I don’t know how to put this into a title
I feel physically sick right now. I sometimes wish I can go back into the past and experience those times again but that was a depressing time for me. I sometimes also wish I could become pretty and popular again so I can have everyone attention and have friends again. But that wasn’t good at all either, I’d just be lying to myself about who I am again, I’d be sad. I want everyone one to know I’m pretty— I was bullied pretty badly for my hair texture, skin color body and etc. now that i am “ pretty “ I want to stay that way and continue to put on wigs so everyone deem I am attractive. I miss being that popular girl.

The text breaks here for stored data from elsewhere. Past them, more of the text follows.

//! End-to-end WordprocessingML comparison scenarios over in-memory
//! fixtures.

mod common;

use common::docx;
use pretty_assertions::assert_eq;
use redmark_core::wml::{
    accept_revisions, reject_revisions, revision_ids, WmlChangeType, WmlComparer,
    WmlComparerSettings, WmlDocument,
};

fn doc(bytes: &[u8]) -> WmlDocument {
    WmlDocument::from_bytes(bytes).expect("fixture should open")
}

fn settings() -> WmlComparerSettings {
    WmlComparerSettings::new()
        .with_author("tester")
        .with_date_time("2026-01-15T09:00:00Z".parse().unwrap())
}

/// Applies a transform to every document part of a marked output and
/// returns the resulting document.
fn transform_marked(bytes: &[u8], f: impl Fn(&mut redmark_core::xml::XmlTree)) -> WmlDocument {
    let mut marked = doc(bytes);
    let uri = marked.main_part_uri();
    let mut tree = marked.package().xml_part(&uri).unwrap();
    f(&mut tree);
    marked.package_mut().set_xml_part(&uri, &tree).unwrap();
    let bytes = marked.to_bytes().unwrap();
    doc(&bytes)
}

#[test]
fn identical_documents_yield_no_changes() {
    let a = docx::from_paragraphs(&["First paragraph", "Second paragraph"]);
    let result = WmlComparer::compare(&doc(&a), &doc(&a), Some(&settings())).unwrap();
    assert!(result.is_identical());
    assert_eq!(result.revision_count(), 0);
}

#[test]
fn single_word_edit_yields_one_insertion_and_one_deletion() {
    let a = docx::from_paragraphs(&["The quick brown fox"]);
    let b = docx::from_paragraphs(&["The slow brown fox"]);

    let result =
        WmlComparer::produce_marked_document(&doc(&a), &doc(&b), Some(&settings())).unwrap();

    assert_eq!(result.insertions, 1);
    assert_eq!(result.deletions, 1);
    assert_eq!(result.revision_count(), 2);
    assert_eq!(result.changes.len(), 1);
    assert_eq!(result.changes[0].change_type, WmlChangeType::ParagraphModified);

    // The markup carries one w:del around "quick" and one w:ins around
    // "slow" in the same paragraph.
    let output = doc(result.document.as_ref().unwrap());
    let tree = output
        .package()
        .xml_part(&output.main_part_uri())
        .unwrap();
    let root = tree.root().unwrap();
    let ns = "http://schemas.openxmlformats.org/wordprocessingml/2006/main";
    let dels = tree.find_descendants(root, &redmark_core::xml::QName::new(ns, "del"));
    let inss = tree.find_descendants(root, &redmark_core::xml::QName::new(ns, "ins"));
    assert_eq!(dels.len(), 1);
    assert_eq!(inss.len(), 1);
    assert_eq!(tree.text_content(dels[0]).trim(), "quick");
    assert_eq!(tree.text_content(inss[0]).trim(), "slow");
}

#[test]
fn deleted_table_row_counts_one_revision() {
    let a = docx::build(&docx::table(&[
        &["r1c1", "r1c2"],
        &["r2c1", "r2c2"],
        &["r3c1", "r3c2"],
    ]));
    let b = docx::build(&docx::table(&[&["r1c1", "r1c2"], &["r3c1", "r3c2"]]));

    let result =
        WmlComparer::produce_marked_document(&doc(&a), &doc(&b), Some(&settings())).unwrap();

    assert_eq!(result.insertions, 0);
    assert_eq!(result.deletions, 1);
    let row_deletions: Vec<_> = result
        .changes
        .iter()
        .filter(|c| c.change_type == WmlChangeType::RowDeleted)
        .collect();
    assert_eq!(row_deletions.len(), 1);

    // The output row carries a row-level deletion marker.
    let output = doc(result.document.as_ref().unwrap());
    let tree = output
        .package()
        .xml_part(&output.main_part_uri())
        .unwrap();
    let root = tree.root().unwrap();
    let ns = "http://schemas.openxmlformats.org/wordprocessingml/2006/main";
    let tr_prs = tree.find_descendants(root, &redmark_core::xml::QName::new(ns, "trPr"));
    let row_del = tr_prs.iter().any(|&tr_pr| {
        tree.find_child(tr_pr, &redmark_core::xml::QName::new(ns, "del"))
            .is_some()
    });
    assert!(row_del, "expected a trPr-level w:del marker");
}

#[test]
fn inserted_paragraph_counts_one_revision() {
    let a = docx::from_paragraphs(&["alpha", "gamma"]);
    let b = docx::from_paragraphs(&["alpha", "beta", "gamma"]);
    let result = WmlComparer::compare(&doc(&a), &doc(&b), Some(&settings())).unwrap();
    assert_eq!(result.insertions, 1);
    assert_eq!(result.deletions, 0);
    assert_eq!(result.changes.len(), 1);
    assert_eq!(
        result.changes[0].change_type,
        WmlChangeType::ParagraphInserted
    );
    assert_eq!(result.changes[0].new_text.as_deref(), Some("beta"));
}

#[test]
fn comparison_is_deterministic() {
    let a = docx::from_paragraphs(&["one two three", "four five"]);
    let b = docx::from_paragraphs(&["one 2 three", "four five", "six"]);

    let first =
        WmlComparer::produce_marked_document(&doc(&a), &doc(&b), Some(&settings())).unwrap();
    let second =
        WmlComparer::produce_marked_document(&doc(&a), &doc(&b), Some(&settings())).unwrap();

    assert_eq!(
        serde_json::to_string(&first.changes).unwrap(),
        serde_json::to_string(&second.changes).unwrap()
    );
    assert_eq!(first.document, second.document);
}

#[test]
fn revision_ids_are_unique_and_contiguous_from_one() {
    let a = docx::from_paragraphs(&["The quick brown fox", "Keep me", "Delete me"]);
    let b = docx::from_paragraphs(&["The slow brown fox", "Keep me", "Brand new paragraph"]);

    let result =
        WmlComparer::produce_marked_document(&doc(&a), &doc(&b), Some(&settings())).unwrap();
    let output = doc(result.document.as_ref().unwrap());
    let tree = output
        .package()
        .xml_part(&output.main_part_uri())
        .unwrap();

    let mut ids = revision_ids(&tree);
    assert!(!ids.is_empty());
    ids.sort();
    let expected: Vec<i32> = (1..=ids.len() as i32).collect();
    assert_eq!(ids, expected, "ids must form a contiguous range from 1");
}

#[test]
fn accepting_all_revisions_recovers_the_newer_document() {
    let a = docx::from_paragraphs(&["The quick brown fox", "Removed paragraph", "Tail"]);
    let b = docx::from_paragraphs(&["The slow brown fox", "Tail", "Appended paragraph"]);

    let result =
        WmlComparer::produce_marked_document(&doc(&a), &doc(&b), Some(&settings())).unwrap();
    let accepted = transform_marked(result.document.as_ref().unwrap(), accept_revisions);

    let roundtrip = WmlComparer::compare(&accepted, &doc(&b), Some(&settings())).unwrap();
    assert!(
        roundtrip.is_identical(),
        "accept round-trip changes: {:?}",
        roundtrip.changes
    );
}

#[test]
fn rejecting_all_revisions_recovers_the_older_document() {
    let a = docx::from_paragraphs(&["The quick brown fox", "Removed paragraph", "Tail"]);
    let b = docx::from_paragraphs(&["The slow brown fox", "Tail", "Appended paragraph"]);

    let result =
        WmlComparer::produce_marked_document(&doc(&a), &doc(&b), Some(&settings())).unwrap();
    let rejected = transform_marked(result.document.as_ref().unwrap(), reject_revisions);

    let roundtrip = WmlComparer::compare(&doc(&a), &rejected, Some(&settings())).unwrap();
    assert!(
        roundtrip.is_identical(),
        "reject round-trip changes: {:?}",
        roundtrip.changes
    );
}

#[test]
fn marked_output_preserves_section_properties() {
    let a = docx::from_paragraphs(&["one"]);
    let b = docx::from_paragraphs(&["two"]);
    let result =
        WmlComparer::produce_marked_document(&doc(&a), &doc(&b), Some(&settings())).unwrap();

    let output = doc(result.document.as_ref().unwrap());
    let tree = output
        .package()
        .xml_part(&output.main_part_uri())
        .unwrap();
    let root = tree.root().unwrap();
    let ns = "http://schemas.openxmlformats.org/wordprocessingml/2006/main";
    let body = tree
        .find_descendant(root, &redmark_core::xml::QName::new(ns, "body"))
        .unwrap();
    let children = tree.child_elements(body);
    let last = *children.last().unwrap();
    assert_eq!(
        tree.name(last),
        Some(&redmark_core::xml::QName::new(ns, "sectPr")),
        "sectPr must remain the final body child"
    );
}

#[test]
fn whole_paragraph_rewrite_counts_one_of_each() {
    let a = docx::from_paragraphs(&["completely original sentence here"]);
    let b = docx::from_paragraphs(&["utterly different words now appear"]);
    let result = WmlComparer::compare(&doc(&a), &doc(&b), Some(&settings())).unwrap();
    assert_eq!(result.insertions, 1);
    assert_eq!(result.deletions, 1);
}

#[test]
fn revision_author_and_date_come_from_settings() {
    let a = docx::from_paragraphs(&["The quick brown fox"]);
    let b = docx::from_paragraphs(&["The slow brown fox"]);
    let result =
        WmlComparer::produce_marked_document(&doc(&a), &doc(&b), Some(&settings())).unwrap();

    let output = doc(result.document.as_ref().unwrap());
    let tree = output
        .package()
        .xml_part(&output.main_part_uri())
        .unwrap();
    let root = tree.root().unwrap();
    let ns = "http://schemas.openxmlformats.org/wordprocessingml/2006/main";
    let ins = tree
        .find_descendant(root, &redmark_core::xml::QName::new(ns, "ins"))
        .unwrap();
    assert_eq!(
        tree.attr(ins, &redmark_core::xml::QName::new(ns, "author")),
        Some("tester")
    );
    assert_eq!(
        tree.attr(ins, &redmark_core::xml::QName::new(ns, "date")),
        Some("2026-01-15T09:00:00Z")
    );
}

I notice the bad in what I am saying though. To go back in those times WOULDNT be good I want to focus on the present not the past, the past has hurt me and I don’t want to be stuck there. To be the ‘ popular girl ‘ would just mean me making a fool out of myself again and trying to be the class clown while I’m severely depressed and everyone doesn’t know. To want to be seen as ‘ attractive ‘ by others would mean I’m betraying myself because I am trying to focus on recognizing my own beauty, build my confidence and finding love within myself. I don’t want their acceptance because it doesn’t last for long. I don’t want to crave that attention like a drug.

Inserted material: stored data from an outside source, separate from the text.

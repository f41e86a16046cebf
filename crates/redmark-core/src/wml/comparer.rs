//! Entry points for WordprocessingML comparison.

use super::canonicalize::collect_units;
use super::diff::diff_units;
use super::document::{WmlDocument, WmlSource};
use super::markup::render_marked_document;
use super::settings::WmlComparerSettings;
use super::types::WmlComparisonResult;
use crate::cancel::CancelToken;
use crate::error::Result;

pub struct WmlComparer;

impl WmlComparer {
    /// Compares two documents and returns the change set (no output
    /// document).
    pub fn compare(
        older: &WmlDocument,
        newer: &WmlDocument,
        settings: Option<&WmlComparerSettings>,
    ) -> Result<WmlComparisonResult> {
        Self::run(older, newer, settings, &CancelToken::new(), false)
    }

    /// Compares two documents and renders the redlined output based on
    /// the newer one; the result's `document` holds the package bytes.
    pub fn produce_marked_document(
        older: &WmlDocument,
        newer: &WmlDocument,
        settings: Option<&WmlComparerSettings>,
    ) -> Result<WmlComparisonResult> {
        Self::run(older, newer, settings, &CancelToken::new(), true)
    }

    pub fn compare_with_cancel(
        older: &WmlDocument,
        newer: &WmlDocument,
        settings: Option<&WmlComparerSettings>,
        cancel: &CancelToken,
        render: bool,
    ) -> Result<WmlComparisonResult> {
        Self::run(older, newer, settings, cancel, render)
    }

    fn run(
        older: &WmlDocument,
        newer: &WmlDocument,
        settings: Option<&WmlComparerSettings>,
        cancel: &CancelToken,
        render: bool,
    ) -> Result<WmlComparisonResult> {
        let settings = settings.cloned().unwrap_or_default();
        settings.validate()?;

        cancel.check()?;
        settings.log("WmlComparer: canonicalizing");
        let src1 = WmlSource::load(older)?;
        let src2 = WmlSource::load(newer)?;
        let units1 = collect_units(&src1, older.package())?;
        let units2 = collect_units(&src2, newer.package())?;
        settings.log(&format!(
            "WmlComparer: {} units vs {} units",
            units1.len(),
            units2.len()
        ));

        cancel.check()?;
        settings.log("WmlComparer: aligning and diffing");
        let outcome = diff_units(&units1, &units2, &src1, &src2, &settings);

        let mut result = WmlComparisonResult {
            changes: outcome.changes,
            insertions: outcome.insertions,
            deletions: outcome.deletions,
            warnings: Vec::new(),
            document: None,
        };

        if render {
            cancel.check()?;
            settings.log("WmlComparer: rendering markup");
            let bytes = render_marked_document(newer, &src1, &src2, &outcome.edits, &settings)?;
            result.document = Some(bytes);
        }

        cancel.check()?;
        settings.log(&format!(
            "WmlComparer: {} insertions, {} deletions",
            result.insertions, result.deletions
        ));
        Ok(result)
    }
}

/// Plain text of the whole document, body first, then footnotes, then
/// endnotes; one line per paragraph or table row.
pub fn extract_all_text(document: &WmlDocument) -> Result<String> {
    let source = WmlSource::load(document)?;
    let units = collect_units(&source, document.package())?;
    Ok(units
        .iter()
        .map(|u| u.text.as_str())
        .collect::<Vec<_>>()
        .join("\n"))
}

Its even hard to accept compliments. I just started to be told I am pretty maybe 1-2 years ago. It’s hard. My boyfriend tells me my hair is and I’ve become comfortable wearing it out. But sometimes I dislike it. My boyfriend helps me a lot, he has made me love myself and him. I feel like craving that attention to be seen as pretty would be betraying him as well. I don’t ever want to betray him. Sometimes I become so depressed it is hard to feel anything. It’s just hard.
I will keep fighting though, keep pushing to reach my end result to be happy in my own body! To feel, to be happy again (:
@FishPhos21
It sounds like you're going through a difficult time and are struggling with your self-esteem. It's great that you're recognizing your own feelings and working towards finding happiness within yourself! Remember that everyone has their own journey, and it's okay to take your time to heal and grow!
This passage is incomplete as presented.